Em uma era muito, muito distante (digamos até mês passado), quando ainda era seguro sair de casa e ficar a menos de dois metros de pessoas desconhecidas sem ter medo de ser atingido por partículas invisíveis dispersas no ambiente, as pessoas costumavam correr ao ar livre. Hoje, corredores amadores dependentes da intensidade de um treino puxado precisam adaptar-se às circunstâncias do mundo assolado pela pandemia.

E muitos deles decidiram não parar de correr. Se as ruas já não são um lugar seguro, eles transformaram a própria casa em pistas de corrida. Veja o caso do paulista Marcelo Oliveira, ultramaratonista de 42 anos que se viu trancado em casa depois que o governo estadual decretou as medidas de distanciamento social em março.

Acostumado a completar provas de 170 km nas quais passa até 24 horas correndo, o gerente comercial que está de férias resolveu que não seria grande coisa fazer uma maratona entre o portão da garagem e a churrasqueira de sua casa. No domingo retrasado, Marcelo fez uma live enquanto completava sua maratona solitária em seu corredor de 12 metros, fazendo os 42 km em 6 horas e 7 minutos.
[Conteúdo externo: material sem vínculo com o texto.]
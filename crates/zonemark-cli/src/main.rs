//! zonemark CLI - color-zone detection tool

mod output;

use anyhow::{bail, Context, Result};
use clap::{ArgAction, Parser, Subcommand, ValueEnum};
use std::path::{Path, PathBuf};
use tracing_subscriber::EnvFilter;
use zonemark::prelude::*;
use zonemark::{group_similar_colors, open_session};

#[derive(Parser, Debug)]
#[command(name = "zonemark")]
#[command(
    author,
    version,
    about = "Detect color-coded data zones and their header labels in spreadsheets"
)]
struct Cli {
    /// Increase log output (-v info, -vv debug)
    #[arg(short, long, action = ArgAction::Count, global = true)]
    verbose: u8,

    #[command(subcommand)]
    command: Commands,
}

#[derive(Subcommand, Debug)]
enum Commands {
    /// List all sheets in a workbook
    Sheets {
        /// Input spreadsheet file (xlsx, xlsm)
        input: PathBuf,
    },

    /// Show the fill colors used on a sheet, most frequent first
    Colors {
        /// Input spreadsheet file
        input: PathBuf,

        /// Sheet name (default: first sheet)
        #[arg(short, long)]
        sheet: Option<String>,

        /// Fold colors whose HSV components differ by less than TOL
        #[arg(long, value_name = "TOL")]
        group_similar: Option<f64>,
    },

    /// Detect zones and labels and export them
    Detect {
        /// Input spreadsheet file
        input: PathBuf,

        /// Sheet name (default: first sheet)
        #[arg(short, long)]
        sheet: Option<String>,

        /// Palette JSON file
        #[arg(long, conflicts_with_all = ["zone_color", "pairs"])]
        palette: Option<PathBuf>,

        /// Fill color of data cells, as RRGGBB
        #[arg(long, value_name = "HEX", required_unless_present = "palette")]
        zone_color: Option<String>,

        /// Display name of the data zones
        #[arg(long, default_value = "Data")]
        zone_name: String,

        /// Header color pair ROW_HEX:COL_HEX, repeatable
        #[arg(long = "pair", value_name = "ROW_HEX:COL_HEX", value_parser = parse_pair)]
        pairs: Vec<ColorPair>,

        /// Merge zones whose bounds are at most N cells apart
        #[arg(long, value_name = "N")]
        merge_gap: Option<u32>,

        /// Repeat merging until no more zones join
        #[arg(long, requires = "merge_gap")]
        merge_until_stable: bool,

        /// Output format
        #[arg(short, long, value_enum, default_value_t = OutputFormat::Json)]
        format: OutputFormat,

        /// Output file (default: stdout)
        #[arg(short, long)]
        output: Option<PathBuf>,
    },
}

#[derive(Copy, Clone, Debug, PartialEq, Eq, ValueEnum)]
pub enum OutputFormat {
    /// Full JSON document
    Json,
    /// One summary row per zone
    Csv,
    /// Plain-text report
    Report,
    /// JSON list of cells with their headers
    Points,
}

/// Parse `ROW_HEX:COL_HEX`
fn parse_pair(s: &str) -> std::result::Result<ColorPair, String> {
    let (row, col) = s
        .split_once(':')
        .ok_or_else(|| format!("expected ROW_HEX:COL_HEX, got '{}'", s))?;
    let row = ColorKey::parse(row).map_err(|e| e.to_string())?;
    let col = ColorKey::parse(col).map_err(|e| e.to_string())?;
    Ok(ColorPair::new(row, col))
}

fn init_logging(verbose: u8) {
    let filter = match verbose {
        0 => EnvFilter::try_from_default_env().unwrap_or_else(|_| EnvFilter::new("warn")),
        1 => EnvFilter::new("info"),
        _ => EnvFilter::new("debug"),
    };
    tracing_subscriber::fmt()
        .with_env_filter(filter)
        .with_writer(std::io::stderr)
        .init();
}

fn main() -> Result<()> {
    let cli = Cli::parse();
    init_logging(cli.verbose);

    match cli.command {
        Commands::Sheets { input } => list_sheets(&input),
        Commands::Colors {
            input,
            sheet,
            group_similar,
        } => show_colors(&input, sheet.as_deref(), group_similar),
        Commands::Detect {
            input,
            sheet,
            palette,
            zone_color,
            zone_name,
            pairs,
            merge_gap,
            merge_until_stable,
            format,
            output,
        } => {
            let palette = build_palette(palette.as_deref(), zone_color.as_deref(), &zone_name, pairs)?;
            let options = DetectionOptions {
                merge_gap,
                merge_until_stable,
            };
            detect(&input, sheet.as_deref(), palette, &options, format, output.as_deref())
        }
    }
}

fn list_sheets(input: &Path) -> Result<()> {
    let workbook =
        Workbook::open(input).with_context(|| format!("Failed to open '{}'", input.display()))?;

    println!("Sheets in '{}':", input.display());
    for (i, sheet) in workbook.sheets().enumerate() {
        let (rows, cols) = sheet.dimensions();
        println!("  {}: {} ({} cells, {}x{})", i, sheet.name(), sheet.cell_count(), rows, cols);
    }
    Ok(())
}

fn show_colors(input: &Path, sheet: Option<&str>, group_similar: Option<f64>) -> Result<()> {
    let session = open_session(input, sheet)
        .with_context(|| format!("Failed to open '{}'", input.display()))?;
    let summary = session.color_summary();

    if summary.is_empty() {
        eprintln!("Warning: no filled cells on sheet '{}'", session.sheet().name());
        return Ok(());
    }

    match group_similar {
        Some(tolerance) => {
            let groups = group_similar_colors(&summary, tolerance);
            print!("{}", output::color_group_table(&groups));
        }
        None => print!("{}", output::color_table(&summary)),
    }
    Ok(())
}

/// Palette from a JSON file, or from the color flags
fn build_palette(
    file: Option<&Path>,
    zone_color: Option<&str>,
    zone_name: &str,
    pairs: Vec<ColorPair>,
) -> Result<Palette> {
    if let Some(path) = file {
        let text = std::fs::read_to_string(path)
            .with_context(|| format!("Failed to read palette '{}'", path.display()))?;
        let palette: Palette = serde_json::from_str(&text)
            .with_context(|| format!("Invalid palette file '{}'", path.display()))?;
        return Ok(palette);
    }

    let Some(zone_color) = zone_color else {
        bail!("either --palette or --zone-color is required");
    };
    let zone_color = ColorKey::parse(zone_color).context("Invalid --zone-color")?;

    Ok(pairs
        .into_iter()
        .fold(Palette::new(zone_color, zone_name), Palette::with_pair))
}

fn detect(
    input: &Path,
    sheet: Option<&str>,
    palette: Palette,
    options: &DetectionOptions,
    format: OutputFormat,
    out_path: Option<&Path>,
) -> Result<()> {
    let mut session = open_session(input, sheet)
        .with_context(|| format!("Failed to open '{}'", input.display()))?;

    if palette.pairs.is_empty() {
        tracing::warn!("no header pairs given, zones will have no labels");
    }
    session.configure(palette).context("Invalid palette")?;

    let count = session.detect_with(options).context("Detection failed")?;
    tracing::info!("{} zones on sheet '{}'", count, session.sheet().name());

    let text = output::render(&session, format)?;

    if let Some(path) = out_path {
        std::fs::write(path, &text)
            .with_context(|| format!("Failed to write '{}'", path.display()))?;
        eprintln!("Wrote {} zones to '{}'", count, path.display());
    } else {
        print!("{}", text);
    }
    Ok(())
}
"Dentro de um espaço pequeno você acaba forçando mais porque não tem como dar aceleração. Foi um desafio interessante", disse o atleta. "Se você sair pra rua as pessoas te veem como imbatível e não somos. Quando eu respeito a quarentena, meus seguidores e vizinhos entendem a necessidade de fazer isso. Minha motivação foi mostrar que era possível treinar sem sair de casa."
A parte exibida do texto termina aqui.